Across all the records, filter for lines with the word "many" and copy them.

[Data supplied]

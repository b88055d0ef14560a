//! CLI entry point for the fleet simulator.

use anyhow::{Context, Result};
use clap::{Args, Parser, Subcommand};
use fleetsim_registry::MemoryRegistry;
use fleetsim_simulator::config::{Config, DEFAULT_CONFIG_FILE};
use fleetsim_simulator::{FleetReport, RunMode, Simulation};
use fleetsim_transport::LogTransport;
use std::path::{Path, PathBuf};
use std::sync::Arc;
use tokio_util::sync::CancellationToken;
use tracing::level_filters::LevelFilter;
use tracing::{info, warn};
use tracing_subscriber::{fmt, prelude::*, EnvFilter};

#[derive(Parser)]
#[command(name = "fleetsim")]
#[command(about = "Simulated IoT device fleet: provision devices and stream telemetry")]
#[command(version)]
struct Cli {
    /// Path to configuration file (defaults to ./fleetsim.yml when present)
    #[arg(short, long, global = true)]
    config: Option<PathBuf>,

    #[command(subcommand)]
    command: Commands,
}

#[derive(Subcommand)]
enum Commands {
    /// Provision the catalog, then send telemetry until stopped
    Run(RunArgs),

    /// Provision the catalog only
    Provision {
        /// Hub connection string
        #[arg(long)]
        connection_string: Option<String>,

        /// Output file for report (markdown, plus a .json next to it)
        #[arg(short, long)]
        output: Option<String>,
    },

    /// Write the default configuration file
    GenerateConfig {
        /// Destination path
        #[arg(short, long, default_value = DEFAULT_CONFIG_FILE)]
        output: PathBuf,
    },
}

#[derive(Args)]
struct RunArgs {
    /// Hub connection string
    #[arg(long)]
    connection_string: Option<String>,

    /// Pause between sends of one device, in milliseconds
    #[arg(short, long)]
    interval_ms: Option<u64>,

    /// Stop each device after this many messages
    #[arg(short, long)]
    max_messages: Option<u64>,

    /// Stop the fleet after this many seconds
    #[arg(short = 'D', long)]
    duration: Option<u64>,

    /// Seed for reproducible payloads
    #[arg(long)]
    seed: Option<u64>,

    /// Output file for report (markdown, plus a .json next to it)
    #[arg(short, long)]
    output: Option<String>,
}

#[tokio::main]
async fn main() -> Result<()> {
    let cli = Cli::parse();

    let (mode, config, output) = match cli.command {
        Commands::GenerateConfig { output } => {
            Config::write_default(&output)
                .with_context(|| format!("failed to write {}", output.display()))?;
            println!("Default configuration written to {}", output.display());
            return Ok(());
        }
        Commands::Provision {
            connection_string,
            output,
        } => {
            let mut config = load_config(cli.config.as_deref())?;
            if let Some(cs) = connection_string {
                config.hub.connection_string = cs;
            }
            (RunMode::Provision, config, output)
        }
        Commands::Run(args) => {
            let mut config = load_config(cli.config.as_deref())?;
            apply_run_overrides(&mut config, &args);
            (RunMode::Run, config, args.output)
        }
    };

    init_logging(&config);
    info!("Starting fleetsim v{}", env!("CARGO_PKG_VERSION"));

    let registry = Arc::new(MemoryRegistry::new());
    let transport = Arc::new(LogTransport::new().with_bodies(config.transport.log_bodies));
    let simulation = Simulation::new(config, registry, transport)?;

    let shutdown_token = CancellationToken::new();
    tokio::spawn(shutdown_signal(shutdown_token.clone()));

    let report = simulation.run(mode, shutdown_token).await?;

    report.print_summary();

    if let Some(output_path) = output {
        save_report(&report, &output_path)?;
    }

    Ok(())
}

fn load_config(path: Option<&Path>) -> Result<Config> {
    match path {
        Some(path) => Config::from_file(path)
            .with_context(|| format!("failed to load config from {}", path.display())),
        None if Path::new(DEFAULT_CONFIG_FILE).exists() => Config::from_file(DEFAULT_CONFIG_FILE)
            .with_context(|| format!("failed to load config from {}", DEFAULT_CONFIG_FILE)),
        None => Ok(Config::default()),
    }
}

fn apply_run_overrides(config: &mut Config, args: &RunArgs) {
    if let Some(cs) = &args.connection_string {
        config.hub.connection_string = cs.clone();
    }
    if let Some(interval_ms) = args.interval_ms {
        config.dispatch.interval_ms = interval_ms;
    }
    if let Some(max_messages) = args.max_messages {
        config.dispatch.max_messages = Some(max_messages);
    }
    if let Some(duration) = args.duration {
        config.dispatch.duration_secs = Some(duration);
    }
    if let Some(seed) = args.seed {
        config.dispatch.seed = Some(seed);
    }
}

fn init_logging(config: &Config) {
    // RUST_LOG wins over the configured level
    let filter = EnvFilter::builder()
        .with_default_directive(LevelFilter::from_level(config.log_level()).into())
        .from_env_lossy();

    tracing_subscriber::registry()
        .with(
            fmt::layer()
                .with_target(config.logging.show_target)
                .with_thread_ids(config.logging.show_thread_ids)
                .with_file(config.logging.show_location)
                .with_line_number(config.logging.show_location),
        )
        .with(filter)
        .init();
}

/// Cancels `token` on SIGINT or SIGTERM.
async fn shutdown_signal(token: CancellationToken) {
    let ctrl_c = tokio::signal::ctrl_c();

    #[cfg(unix)]
    let terminate = async {
        match tokio::signal::unix::signal(tokio::signal::unix::SignalKind::terminate()) {
            Ok(mut signal) => {
                signal.recv().await;
            }
            Err(e) => {
                warn!("Failed to install SIGTERM handler: {}", e);
                std::future::pending::<()>().await;
            }
        }
    };

    #[cfg(not(unix))]
    let terminate = std::future::pending::<()>();

    tokio::select! {
        _ = ctrl_c => {
            info!("SIGINT received, stopping fleet...");
        }
        _ = terminate => {
            info!("SIGTERM received, stopping fleet...");
        }
    }

    token.cancel();
}

fn save_report(report: &FleetReport, output_path: &str) -> Result<()> {
    let md_path = if output_path.ends_with(".md") {
        output_path.to_string()
    } else {
        format!("{}.md", output_path)
    };

    std::fs::write(&md_path, report.to_markdown())?;
    info!("Markdown report saved to: {}", md_path);

    let json_path = format!("{}.json", md_path.trim_end_matches(".md"));
    std::fs::write(&json_path, report.to_json())?;
    info!("JSON report saved to: {}", json_path);

    Ok(())
}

[/Data supplied]

▶ Reply to the exercise:
    /// Stop each device after this many messages
    /// Stop the fleet after this many seconds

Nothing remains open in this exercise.